El anciano alzó su arrugada cara y los miró con interés. Acostumbrado a que la gente lo llamara «viejo inútil», le había sorprendido que lo trataran con tanta educación; más aún, que lo llamaran «señor».

—¿Adónde os dirigís? —preguntó, ya desde la barca.

—A Elasipo —contestó Tristán—. Podríamos protegerle durante el trayecto…

El anciano frunció el entrecejo.

—¿Sois hechiceros?

—Mi amigo sabe hacer algo de magia. En casos de apuro resulta muy…

—Prefiero que esconda bien su amuleto y no lo use. —Gruñó el hombre, invitándolos a subir finalmente—. Vosotros remaréis… Y tú ten cuidado con esa espada. Mi barco es muy delicado y no quiero sufrir ningún contratiempo.

Agradecidos, los muchachos subieron a bordo del pequeño bote descascarillado. Tan pronto se acomodaron, se pusieron en marcha.

Aunque trataron de entablar conversación en un par de ocasiones, el anciano resultó ser bastante huraño y los mandó callar para que no espantasen su pesca. Afortunadamente, las aguas eran relativamente tranquilas y, a pesar de las apariencias, la barquichuela aguantó todo el trayecto sin mayor sobresalto.

Enseguida se dieron cuenta de los contrastes entre Gadiro y Elasipo.

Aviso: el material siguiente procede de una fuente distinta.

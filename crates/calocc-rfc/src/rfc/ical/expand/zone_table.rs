//! Vendor timezone labels that are not CLDR Windows zone names.
//!
//! Outlook sometimes writes the zone's display label instead of its Windows
//! id into TZID, and Exchange uses a `tzone://` URI for UTC. These need
//! updating when Microsoft renames a label.

use std::collections::HashMap;
use std::sync::LazyLock;

static DISPLAY_LABELS: &[(&str, &str)] = &[
    ("tzone://Microsoft/Utc", "Etc/UTC"),
    ("(UTC) Coordinated Universal Time", "Etc/UTC"),
    ("(UTC) Dublin, Edinburgh, Lisbon, London", "Europe/London"),
    ("(UTC+00:00) Dublin, Edinburgh, Lisbon, London", "Europe/London"),
    ("(UTC+00:00) Monrovia, Reykjavik", "Atlantic/Reykjavik"),
    (
        "(UTC+01:00) Amsterdam, Berlin, Bern, Rome, Stockholm, Vienna",
        "Europe/Berlin",
    ),
    (
        "(UTC+01:00) Belgrade, Bratislava, Budapest, Ljubljana, Prague",
        "Europe/Budapest",
    ),
    ("(UTC+01:00) Brussels, Copenhagen, Madrid, Paris", "Europe/Paris"),
    ("(UTC+01:00) Sarajevo, Skopje, Warsaw, Zagreb", "Europe/Warsaw"),
    ("(UTC+01:00) West Central Africa", "Africa/Lagos"),
    ("(UTC+02:00) Athens, Bucharest", "Europe/Bucharest"),
    ("(UTC+02:00) Cairo", "Africa/Cairo"),
    (
        "(UTC+02:00) Helsinki, Kyiv, Riga, Sofia, Tallinn, Vilnius",
        "Europe/Helsinki",
    ),
    ("(UTC+02:00) Jerusalem", "Asia/Jerusalem"),
    ("(UTC+02:00) Harare, Pretoria", "Africa/Johannesburg"),
    ("(UTC+03:00) Istanbul", "Europe/Istanbul"),
    ("(UTC+03:00) Moscow, St. Petersburg", "Europe/Moscow"),
    ("(UTC+04:00) Abu Dhabi, Muscat", "Asia/Dubai"),
    ("(UTC+05:30) Chennai, Kolkata, Mumbai, New Delhi", "Asia/Kolkata"),
    ("(UTC+07:00) Bangkok, Hanoi, Jakarta", "Asia/Bangkok"),
    ("(UTC+08:00) Beijing, Chongqing, Hong Kong, Urumqi", "Asia/Shanghai"),
    ("(UTC+08:00) Kuala Lumpur, Singapore", "Asia/Singapore"),
    ("(UTC+09:00) Osaka, Sapporo, Tokyo", "Asia/Tokyo"),
    ("(UTC+09:00) Seoul", "Asia/Seoul"),
    ("(UTC+10:00) Canberra, Melbourne, Sydney", "Australia/Sydney"),
    ("(UTC+10:00) Brisbane", "Australia/Brisbane"),
    ("(UTC+12:00) Auckland, Wellington", "Pacific/Auckland"),
    ("(UTC-03:00) Brasilia", "America/Sao_Paulo"),
    ("(UTC-03:00) City of Buenos Aires", "America/Argentina/Buenos_Aires"),
    ("(UTC-04:00) Atlantic Time (Canada)", "America/Halifax"),
    ("(UTC-05:00) Eastern Time (US & Canada)", "America/New_York"),
    ("(UTC-06:00) Central Time (US & Canada)", "America/Chicago"),
    (
        "(UTC-06:00) Guadalajara, Mexico City, Monterrey",
        "America/Mexico_City",
    ),
    ("(UTC-07:00) Arizona", "America/Phoenix"),
    ("(UTC-07:00) Mountain Time (US & Canada)", "America/Denver"),
    ("(UTC-08:00) Pacific Time (US & Canada)", "America/Los_Angeles"),
    ("(UTC-09:00) Alaska", "America/Anchorage"),
    ("(UTC-10:00) Hawaii", "Pacific/Honolulu"),
];

static LABEL_INDEX: LazyLock<HashMap<&'static str, &'static str>> =
    LazyLock::new(|| DISPLAY_LABELS.iter().copied().collect());

/// Looks up a display label, returning its IANA identifier.
pub(super) fn lookup(label: &str) -> Option<&'static str> {
    LABEL_INDEX.get(label).copied()
}
use thiserror::Error;

/// Core-level errors
#[derive(Error, Debug)]
pub enum CoreError {
    #[error("Configuration error: {0}")]
    ConfigError(String),
}

pub type CoreResult<T> = std::result::Result<T, CoreError>;
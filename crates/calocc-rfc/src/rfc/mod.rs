//! RFC 5545 (iCalendar) handling.

pub mod ical;
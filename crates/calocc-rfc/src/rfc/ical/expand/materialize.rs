//! Candidate to output record.

use super::correct::TimestampCorrector;
use crate::rfc::ical::core::{Occurrence, OccurrenceCandidate};

/// ## Summary
/// Corrects a candidate's timestamps and builds the output occurrence.
///
/// A missing end collapses the occurrence onto its start. An end before the
/// start is clamped to the start.
#[must_use]
pub fn materialize(candidate: &OccurrenceCandidate, corrector: &TimestampCorrector) -> Occurrence {
    let start = corrector.correct(&candidate.start);
    let end = candidate
        .end
        .as_ref()
        .map_or(start, |end| corrector.correct(end));

    if end < start {
        tracing::debug!(
            summary = %candidate.summary,
            %start,
            %end,
            "Occurrence ends before it starts, clamping"
        );
    }

    Occurrence {
        summary: candidate.summary.clone(),
        location: candidate.location.clone(),
        start,
        end: end.max(start),
        is_all_day: candidate.start.is_date_only,
    }
}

Dejaron atrás el terreno escarpado y montañoso de las minas de oricalco, para adentrarse en un paraíso vegetal, de bosques tan poblados y frondosos que parecía extremadamente fácil perderse. Desde la orilla atisbaron la pareja de palmeras que franqueaban la salida del Bosque del Camino Único. Lo conocían bien, pues lo habían atravesado a la ida, y sabían lo peligrosos que podían resultar sus senderos cambiantes. Como no podían contar con la ayuda del Libro de la Sabiduría de Sophia, decidieron remar cauce arriba esperando encontrar una vía accesible que les condujese al corazón de Elasipo. El anciano les comentó que a unos quinientos metros llegarían a un pequeño amarradero. Aquella opción le iba bien, pues no quedaba lejos de una zona propicia para la pesca.

Allí se despidieron del marinero y siguieron el único sendero que había a la vista.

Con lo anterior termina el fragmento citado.